■ Directions ■
Determine which lines of the records include the word "filename", and copy them.

======== Record extracts

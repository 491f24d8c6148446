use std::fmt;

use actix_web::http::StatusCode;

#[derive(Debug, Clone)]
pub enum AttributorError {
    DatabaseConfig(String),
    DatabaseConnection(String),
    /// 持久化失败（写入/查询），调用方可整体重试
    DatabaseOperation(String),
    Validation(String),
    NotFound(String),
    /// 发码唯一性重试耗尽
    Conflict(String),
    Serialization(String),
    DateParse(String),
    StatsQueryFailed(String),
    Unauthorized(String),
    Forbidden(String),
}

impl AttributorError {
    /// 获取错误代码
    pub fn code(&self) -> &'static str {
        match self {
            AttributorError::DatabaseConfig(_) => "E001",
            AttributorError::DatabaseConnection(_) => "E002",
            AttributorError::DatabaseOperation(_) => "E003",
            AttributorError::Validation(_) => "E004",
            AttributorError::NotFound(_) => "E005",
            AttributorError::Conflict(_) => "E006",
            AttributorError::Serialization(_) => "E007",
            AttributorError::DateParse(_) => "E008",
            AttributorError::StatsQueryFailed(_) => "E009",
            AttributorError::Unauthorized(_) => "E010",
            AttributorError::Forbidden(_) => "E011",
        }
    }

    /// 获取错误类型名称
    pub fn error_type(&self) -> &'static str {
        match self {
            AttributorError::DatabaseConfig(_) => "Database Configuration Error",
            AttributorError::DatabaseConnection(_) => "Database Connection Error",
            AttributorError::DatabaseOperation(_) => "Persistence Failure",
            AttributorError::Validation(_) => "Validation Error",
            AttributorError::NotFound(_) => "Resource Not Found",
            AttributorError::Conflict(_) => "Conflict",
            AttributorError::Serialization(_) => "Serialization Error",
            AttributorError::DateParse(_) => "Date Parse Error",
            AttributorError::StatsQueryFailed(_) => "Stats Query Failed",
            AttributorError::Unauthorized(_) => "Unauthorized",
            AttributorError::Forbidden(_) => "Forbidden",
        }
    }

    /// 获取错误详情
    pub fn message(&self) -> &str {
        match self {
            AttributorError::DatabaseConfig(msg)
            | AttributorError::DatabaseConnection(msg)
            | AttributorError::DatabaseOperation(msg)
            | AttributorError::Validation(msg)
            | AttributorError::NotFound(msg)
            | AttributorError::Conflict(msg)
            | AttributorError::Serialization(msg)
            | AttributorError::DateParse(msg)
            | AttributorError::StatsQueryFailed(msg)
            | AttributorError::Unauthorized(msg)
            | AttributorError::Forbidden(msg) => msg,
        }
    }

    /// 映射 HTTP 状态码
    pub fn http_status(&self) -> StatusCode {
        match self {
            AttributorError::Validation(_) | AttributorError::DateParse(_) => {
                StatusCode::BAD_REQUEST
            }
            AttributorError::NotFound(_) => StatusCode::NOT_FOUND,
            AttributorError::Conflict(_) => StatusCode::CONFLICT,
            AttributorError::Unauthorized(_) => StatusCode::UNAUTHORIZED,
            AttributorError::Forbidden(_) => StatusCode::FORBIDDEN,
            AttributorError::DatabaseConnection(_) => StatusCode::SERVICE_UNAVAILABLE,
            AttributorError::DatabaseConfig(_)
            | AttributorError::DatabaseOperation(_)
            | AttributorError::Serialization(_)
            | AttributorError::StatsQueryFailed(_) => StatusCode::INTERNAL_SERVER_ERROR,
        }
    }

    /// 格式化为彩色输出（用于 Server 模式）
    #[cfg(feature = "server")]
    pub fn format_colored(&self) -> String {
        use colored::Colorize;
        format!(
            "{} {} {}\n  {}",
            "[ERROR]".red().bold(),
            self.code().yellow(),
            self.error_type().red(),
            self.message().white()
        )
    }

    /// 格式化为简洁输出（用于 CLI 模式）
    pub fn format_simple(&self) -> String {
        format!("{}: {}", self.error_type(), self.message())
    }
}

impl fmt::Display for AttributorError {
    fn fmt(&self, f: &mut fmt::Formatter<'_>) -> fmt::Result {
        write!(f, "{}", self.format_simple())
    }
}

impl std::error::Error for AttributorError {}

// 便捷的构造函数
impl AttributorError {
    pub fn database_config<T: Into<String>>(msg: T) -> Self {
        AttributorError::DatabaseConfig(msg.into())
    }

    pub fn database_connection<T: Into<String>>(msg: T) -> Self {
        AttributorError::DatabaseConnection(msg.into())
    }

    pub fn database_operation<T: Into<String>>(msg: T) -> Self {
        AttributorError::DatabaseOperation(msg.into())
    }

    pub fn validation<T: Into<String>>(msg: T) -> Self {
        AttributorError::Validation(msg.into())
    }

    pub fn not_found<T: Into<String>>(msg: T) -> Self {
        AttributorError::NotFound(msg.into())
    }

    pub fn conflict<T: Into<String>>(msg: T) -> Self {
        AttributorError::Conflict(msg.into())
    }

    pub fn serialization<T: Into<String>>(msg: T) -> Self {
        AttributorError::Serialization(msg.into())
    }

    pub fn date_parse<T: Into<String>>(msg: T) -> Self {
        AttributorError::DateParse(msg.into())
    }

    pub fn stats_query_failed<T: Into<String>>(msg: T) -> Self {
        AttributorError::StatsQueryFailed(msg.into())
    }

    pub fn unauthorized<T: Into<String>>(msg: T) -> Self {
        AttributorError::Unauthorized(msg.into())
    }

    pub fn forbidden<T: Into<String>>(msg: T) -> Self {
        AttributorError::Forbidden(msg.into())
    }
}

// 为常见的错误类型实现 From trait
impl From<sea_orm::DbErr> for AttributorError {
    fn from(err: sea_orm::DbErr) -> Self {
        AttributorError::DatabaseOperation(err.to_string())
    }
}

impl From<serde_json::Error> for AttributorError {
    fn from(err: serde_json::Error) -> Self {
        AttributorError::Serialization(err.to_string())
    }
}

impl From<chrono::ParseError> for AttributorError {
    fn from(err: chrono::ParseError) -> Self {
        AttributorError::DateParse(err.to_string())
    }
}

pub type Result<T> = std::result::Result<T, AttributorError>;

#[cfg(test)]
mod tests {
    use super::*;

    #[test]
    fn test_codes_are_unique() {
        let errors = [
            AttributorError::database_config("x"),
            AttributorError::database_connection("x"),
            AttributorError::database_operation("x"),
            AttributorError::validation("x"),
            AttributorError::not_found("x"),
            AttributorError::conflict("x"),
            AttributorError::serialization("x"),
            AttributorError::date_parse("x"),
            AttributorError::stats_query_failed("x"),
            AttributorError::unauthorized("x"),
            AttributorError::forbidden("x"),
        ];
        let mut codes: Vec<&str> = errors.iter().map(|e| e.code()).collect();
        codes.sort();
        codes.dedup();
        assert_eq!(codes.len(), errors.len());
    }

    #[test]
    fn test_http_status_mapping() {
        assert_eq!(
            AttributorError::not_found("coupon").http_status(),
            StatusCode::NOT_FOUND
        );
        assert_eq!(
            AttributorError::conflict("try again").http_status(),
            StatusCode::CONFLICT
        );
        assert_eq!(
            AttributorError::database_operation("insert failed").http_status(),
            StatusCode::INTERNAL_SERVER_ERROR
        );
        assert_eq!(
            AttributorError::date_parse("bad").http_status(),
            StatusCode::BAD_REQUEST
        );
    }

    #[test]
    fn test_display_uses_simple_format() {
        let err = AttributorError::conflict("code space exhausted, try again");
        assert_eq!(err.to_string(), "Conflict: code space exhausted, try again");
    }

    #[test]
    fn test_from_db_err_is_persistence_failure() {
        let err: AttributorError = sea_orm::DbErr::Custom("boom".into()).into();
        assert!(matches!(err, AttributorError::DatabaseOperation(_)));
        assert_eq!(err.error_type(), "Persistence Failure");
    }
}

================
======== Record extracts

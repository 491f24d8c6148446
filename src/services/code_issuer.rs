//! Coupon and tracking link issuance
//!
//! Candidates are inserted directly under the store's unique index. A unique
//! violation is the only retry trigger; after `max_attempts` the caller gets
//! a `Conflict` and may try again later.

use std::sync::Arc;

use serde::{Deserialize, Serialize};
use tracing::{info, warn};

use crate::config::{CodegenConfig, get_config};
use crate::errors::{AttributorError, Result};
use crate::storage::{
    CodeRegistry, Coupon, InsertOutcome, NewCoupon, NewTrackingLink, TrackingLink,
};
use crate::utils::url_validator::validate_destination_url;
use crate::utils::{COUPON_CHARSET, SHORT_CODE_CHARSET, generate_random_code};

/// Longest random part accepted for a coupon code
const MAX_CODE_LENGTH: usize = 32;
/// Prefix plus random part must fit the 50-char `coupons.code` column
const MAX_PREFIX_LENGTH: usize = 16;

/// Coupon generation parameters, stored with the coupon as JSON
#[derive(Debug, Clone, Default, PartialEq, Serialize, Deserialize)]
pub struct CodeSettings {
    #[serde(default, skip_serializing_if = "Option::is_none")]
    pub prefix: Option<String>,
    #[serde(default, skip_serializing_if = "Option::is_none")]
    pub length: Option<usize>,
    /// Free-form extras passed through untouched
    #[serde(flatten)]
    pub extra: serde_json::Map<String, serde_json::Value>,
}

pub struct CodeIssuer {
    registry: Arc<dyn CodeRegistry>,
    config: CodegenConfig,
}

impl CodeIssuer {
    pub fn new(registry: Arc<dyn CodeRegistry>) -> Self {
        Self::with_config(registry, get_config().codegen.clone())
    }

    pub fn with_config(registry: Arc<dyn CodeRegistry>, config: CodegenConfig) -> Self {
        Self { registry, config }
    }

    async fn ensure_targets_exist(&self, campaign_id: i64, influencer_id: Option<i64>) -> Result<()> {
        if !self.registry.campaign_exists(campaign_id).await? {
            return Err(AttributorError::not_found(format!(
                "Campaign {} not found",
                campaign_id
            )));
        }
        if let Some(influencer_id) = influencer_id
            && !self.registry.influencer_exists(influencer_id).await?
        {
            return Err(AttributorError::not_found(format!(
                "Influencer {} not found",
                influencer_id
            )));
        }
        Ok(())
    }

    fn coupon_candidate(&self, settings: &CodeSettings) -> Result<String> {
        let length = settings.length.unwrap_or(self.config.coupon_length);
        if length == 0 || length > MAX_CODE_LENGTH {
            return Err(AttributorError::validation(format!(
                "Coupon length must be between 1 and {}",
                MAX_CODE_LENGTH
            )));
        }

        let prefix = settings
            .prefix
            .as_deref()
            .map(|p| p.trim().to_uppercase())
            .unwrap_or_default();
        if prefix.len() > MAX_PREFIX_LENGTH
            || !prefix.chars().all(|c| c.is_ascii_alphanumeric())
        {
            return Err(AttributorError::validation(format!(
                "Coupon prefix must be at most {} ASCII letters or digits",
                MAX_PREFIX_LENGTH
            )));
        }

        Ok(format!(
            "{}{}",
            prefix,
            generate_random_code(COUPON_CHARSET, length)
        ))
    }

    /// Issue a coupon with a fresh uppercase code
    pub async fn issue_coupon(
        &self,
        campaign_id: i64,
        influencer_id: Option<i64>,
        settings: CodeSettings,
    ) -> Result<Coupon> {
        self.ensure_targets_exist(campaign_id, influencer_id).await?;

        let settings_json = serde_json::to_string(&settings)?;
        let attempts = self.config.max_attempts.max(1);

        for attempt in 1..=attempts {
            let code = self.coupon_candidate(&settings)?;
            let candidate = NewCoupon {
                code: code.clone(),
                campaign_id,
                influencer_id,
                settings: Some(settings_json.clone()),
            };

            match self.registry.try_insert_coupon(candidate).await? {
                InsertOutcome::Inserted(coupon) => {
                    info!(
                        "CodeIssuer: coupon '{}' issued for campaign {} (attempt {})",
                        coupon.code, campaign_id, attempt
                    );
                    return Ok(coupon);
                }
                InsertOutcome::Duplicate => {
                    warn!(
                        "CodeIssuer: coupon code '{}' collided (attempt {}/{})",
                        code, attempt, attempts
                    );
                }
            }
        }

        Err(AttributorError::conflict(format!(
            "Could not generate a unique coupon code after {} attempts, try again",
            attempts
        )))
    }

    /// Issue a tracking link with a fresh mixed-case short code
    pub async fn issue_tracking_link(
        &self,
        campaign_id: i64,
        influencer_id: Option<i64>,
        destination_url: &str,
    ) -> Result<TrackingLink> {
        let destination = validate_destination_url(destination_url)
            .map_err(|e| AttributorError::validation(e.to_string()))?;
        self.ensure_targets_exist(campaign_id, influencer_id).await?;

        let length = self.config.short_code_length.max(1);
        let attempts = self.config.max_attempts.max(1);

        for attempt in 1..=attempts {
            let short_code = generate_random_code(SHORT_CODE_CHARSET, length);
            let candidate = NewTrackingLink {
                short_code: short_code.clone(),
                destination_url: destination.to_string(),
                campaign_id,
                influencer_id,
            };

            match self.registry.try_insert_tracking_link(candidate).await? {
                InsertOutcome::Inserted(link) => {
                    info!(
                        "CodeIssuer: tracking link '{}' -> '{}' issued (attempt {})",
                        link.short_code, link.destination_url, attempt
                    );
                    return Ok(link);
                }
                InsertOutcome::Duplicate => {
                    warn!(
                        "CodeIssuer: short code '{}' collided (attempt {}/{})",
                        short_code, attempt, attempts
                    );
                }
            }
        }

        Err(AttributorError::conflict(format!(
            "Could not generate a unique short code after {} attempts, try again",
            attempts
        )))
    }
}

================
======== Record extracts

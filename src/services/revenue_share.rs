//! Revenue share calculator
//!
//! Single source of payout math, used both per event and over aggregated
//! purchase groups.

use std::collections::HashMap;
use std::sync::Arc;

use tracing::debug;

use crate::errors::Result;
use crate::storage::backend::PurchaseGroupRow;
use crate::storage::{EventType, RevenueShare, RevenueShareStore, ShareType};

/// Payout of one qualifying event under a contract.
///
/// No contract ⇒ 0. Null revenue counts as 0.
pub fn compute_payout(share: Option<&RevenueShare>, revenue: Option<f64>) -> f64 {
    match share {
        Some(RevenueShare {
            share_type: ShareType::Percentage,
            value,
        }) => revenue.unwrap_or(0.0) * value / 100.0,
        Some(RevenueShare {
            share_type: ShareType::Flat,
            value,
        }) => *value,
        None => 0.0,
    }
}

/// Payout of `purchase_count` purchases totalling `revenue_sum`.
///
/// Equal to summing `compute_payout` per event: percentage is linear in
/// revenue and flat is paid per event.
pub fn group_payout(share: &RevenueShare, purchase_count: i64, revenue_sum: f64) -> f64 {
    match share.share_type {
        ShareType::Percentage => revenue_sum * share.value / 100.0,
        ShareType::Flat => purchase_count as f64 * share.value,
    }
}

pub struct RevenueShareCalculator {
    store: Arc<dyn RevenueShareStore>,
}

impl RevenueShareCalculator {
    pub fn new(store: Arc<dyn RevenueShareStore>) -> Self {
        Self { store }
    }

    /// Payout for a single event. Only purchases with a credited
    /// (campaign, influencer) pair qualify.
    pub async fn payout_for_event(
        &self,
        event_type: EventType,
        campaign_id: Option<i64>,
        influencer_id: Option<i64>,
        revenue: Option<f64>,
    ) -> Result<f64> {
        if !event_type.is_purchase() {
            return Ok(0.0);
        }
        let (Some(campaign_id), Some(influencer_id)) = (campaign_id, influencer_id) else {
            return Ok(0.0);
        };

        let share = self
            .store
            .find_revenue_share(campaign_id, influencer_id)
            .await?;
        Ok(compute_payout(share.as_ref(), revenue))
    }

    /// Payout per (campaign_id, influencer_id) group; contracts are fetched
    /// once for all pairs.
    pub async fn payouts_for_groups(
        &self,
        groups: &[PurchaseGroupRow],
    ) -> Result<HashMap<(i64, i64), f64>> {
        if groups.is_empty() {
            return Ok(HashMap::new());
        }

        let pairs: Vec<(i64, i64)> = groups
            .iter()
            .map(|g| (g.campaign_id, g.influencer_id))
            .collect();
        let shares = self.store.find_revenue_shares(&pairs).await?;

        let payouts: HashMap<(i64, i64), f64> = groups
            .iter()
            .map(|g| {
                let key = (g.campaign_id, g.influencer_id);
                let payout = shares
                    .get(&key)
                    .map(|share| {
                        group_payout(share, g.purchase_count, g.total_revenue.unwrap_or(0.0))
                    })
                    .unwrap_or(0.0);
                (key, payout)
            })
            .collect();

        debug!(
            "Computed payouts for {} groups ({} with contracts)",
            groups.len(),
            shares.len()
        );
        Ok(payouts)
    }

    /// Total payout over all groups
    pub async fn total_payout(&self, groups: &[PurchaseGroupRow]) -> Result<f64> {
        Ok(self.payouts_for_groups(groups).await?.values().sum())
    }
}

================

■ Solution for this exercise ■
filename src/services/code_issuer.rs
filename src/services/revenue_share.rs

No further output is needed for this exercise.